Wednesday 23 September 2009

Lady with Red Hair (1940)

Director: Curtis Bernhardt
Star: Miriam Hopkins

Mrs Leslie Carter is getting divorced, which would be nothing to speak at today, but this is 1889 and ethics and morals were a little different back then. She had married into riches in 1880 but seven years later sought a divorce on grounds of 'physical assault and abandonment'. The tables are quickly turned though. Her husband names a correspondent and Mrs Carter herself plays into his hands with a string of theatrical outbursts in the courtroom, so many months later she finds herself on the losing side, Chicago society turned against her as an adultress and a prohibition against seeing her son Dudley any more than once every two weeks, at Miss Humbert's School for Young Boys & Girls.

While she's far from poor she doesn't have the money to fight her rich husband on appeal, so she heads off to New York to raise the funds by becoming an actress. After all everyone's been suggesting that she's something of an actress all through the court case and she's played by Miriam Hopkins, so it can't be too hard. She has plenty of arrogance and presumption and while she moves into a theatrical boarding house full of struggling actors, he's blissfully happy to start at the top. She walks into no less a theatrical producer's office than that of David Belasco with a letter of reference expecting him to write a play for her. Needless to say it takes a little longer than that, especially as Belasco gives Claude Rains plenty of opportunity to demonstrate his talents, but she makes it. It takes her two years to get back to play Chicago where she conquers the boos and hisses and achieves everything except to win her son back.

This is based on a true story, adapted from the real Mrs Leslie Carter's memoirs and a story called Portrait of a Lady with Red Hair. However being Hollywood it doesn't bear a heck of a lot of resemblance to reality. Half the film ties to Mrs Carter's attempts to make the money to fight for her son who the courts and society have effectively taken from her, but in reality he chose to live with his mother right after the trial and was thus written out of his father's will. There's a struggle to make Belasco notice her, though in real life he was struck from the moment he met her. Then she has to learn to act though apparently the first thing Belasco noticed was her poise. When she finally marries again, it's to Lou Payne, a failed actor who leaves for a career in the stock companies as she prepares for success in New York. She did marry him in real life, but he was hardly relegated to the minor stages, having played opposite her often enough as his leading man.

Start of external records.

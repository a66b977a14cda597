//! Nearest-vehicle and ETA answers computed over route snapshots.

use serde::Serialize;
use transit_core::geo::{eta_minutes, nearest, round_km};
use transit_core::{Coordinate, ProximityBand, SessionSnapshot};

use crate::errors::RelayError;

/// A vehicle ranked by distance from a query point.
#[derive(Clone, Debug, PartialEq, Serialize)]
pub struct NearbyVehicle {
    /// The vehicle's latest snapshot.
    #[serde(flatten)]
    pub vehicle: SessionSnapshot,
    /// Distance from the query point, rounded to two decimals.
    pub distance_km: f64,
    /// Minutes until the vehicle reaches the query point at the assumed speed.
    pub eta_minutes: Option<u32>,
    /// Coarse closeness band.
    pub proximity: ProximityBand,
}

/// Answer to an ETA query.
#[derive(Clone, Debug, PartialEq, Serialize)]
pub struct EtaEstimate {
    /// Minutes until the nearest vehicle reaches the origin. `None` when no
    /// vehicle is active.
    pub eta_minutes: Option<u32>,
    /// Straight-line origin → destination distance, rounded to two decimals.
    pub distance_km: f64,
    /// Closest vehicles to the origin, nearest first.
    pub nearest: Vec<NearbyVehicle>,
    /// Explanation when there is no estimate.
    #[serde(skip_serializing_if = "Option::is_none")]
    pub message: Option<String>,
}

/// Validate a query point.
pub fn checked_point(latitude: f64, longitude: f64) -> Result<Coordinate, RelayError> {
    let point = Coordinate::new(latitude, longitude);
    if point.is_valid() {
        Ok(point)
    } else {
        Err(RelayError::InvalidCoordinate {
            latitude,
            longitude,
        })
    }
}

/// Resolve a requested result count against the configured default and cap.
pub fn effective_limit(requested: Option<usize>, default: usize, max: usize) -> usize {
    requested.unwrap_or(default).clamp(1, max.max(1))
}

/// The `limit` vehicles closest to `origin`.
pub fn nearest_vehicles(
    vehicles: Vec<SessionSnapshot>,
    origin: Coordinate,
    limit: usize,
    speed_kph: f64,
) -> Vec<NearbyVehicle> {
    nearest(origin, vehicles, limit)
        .into_iter()
        .map(|ranked| NearbyVehicle {
            vehicle: ranked.item,
            distance_km: round_km(ranked.distance_km),
            eta_minutes: eta_minutes(ranked.distance_km, speed_kph),
            proximity: ProximityBand::classify(ranked.distance_km),
        })
        .collect()
}

/// ETA of the nearest vehicle to `origin`, plus the trip distance.
pub fn estimate_eta(
    vehicles: Vec<SessionSnapshot>,
    origin: Coordinate,
    destination: Coordinate,
    limit: usize,
    speed_kph: f64,
) -> EtaEstimate {
    let distance_km = round_km(origin.distance_to(&destination));
    let nearest = nearest_vehicles(vehicles, origin, limit, speed_kph);
    let eta = nearest.first().and_then(|v| v.eta_minutes);
    let message = nearest
        .is_empty()
        .then(|| "No active vehicles found".to_string());
    EtaEstimate {
        eta_minutes: eta,
        distance_km,
        nearest,
        message,
    }
}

It's almost easy to overlook Hollywood departures from the truth when making biopics because once you've seen enough of them, you don't expect the truth because it's so rare that its presence is more surprising than its absence. What mattered were the performances and the scenes, Hollywood paying a lot of attention to Samuel Goldwyn's famous line about a good film having three good scenes and no bad ones. This has a number of good scenes, mostly through good performances. The best has Claude Rains flouncing about outside the theatre on the first night of her second play, the one that succeeds and makes her a star. While he knows precisely how his players should act and drives them ruthlessly to get there, he's utterly terrified of walking out onto the stage himself and he's full of pessimism about whether the applause is real or just politeness.

While Claude Rains could never just be a supporting actor and he's excellent here in yet another hairstyle and with some powerfully bold eyebrows, this film belongs to Miriam Hopkins as the lead. There are some sharp supporting turns to help her. Mona Barrie is a deliciously polite yet vicious society lady who causes Mrs Carter so much trouble in Chicago. Helen Westley is even better as the proprietress of the theatrical boarding house Mrs Carter finds in New York. Richard Ainley and Laura Hope Crews are decent but mostly just there. The film doesn't do much more than that, telling the story of its leading character with capability but not too much style. 'David Belasco can make an actress out of a telegraph pole,' says David Belasco, a real producer with a talent for making hits. I wonder what he'd have done with this film.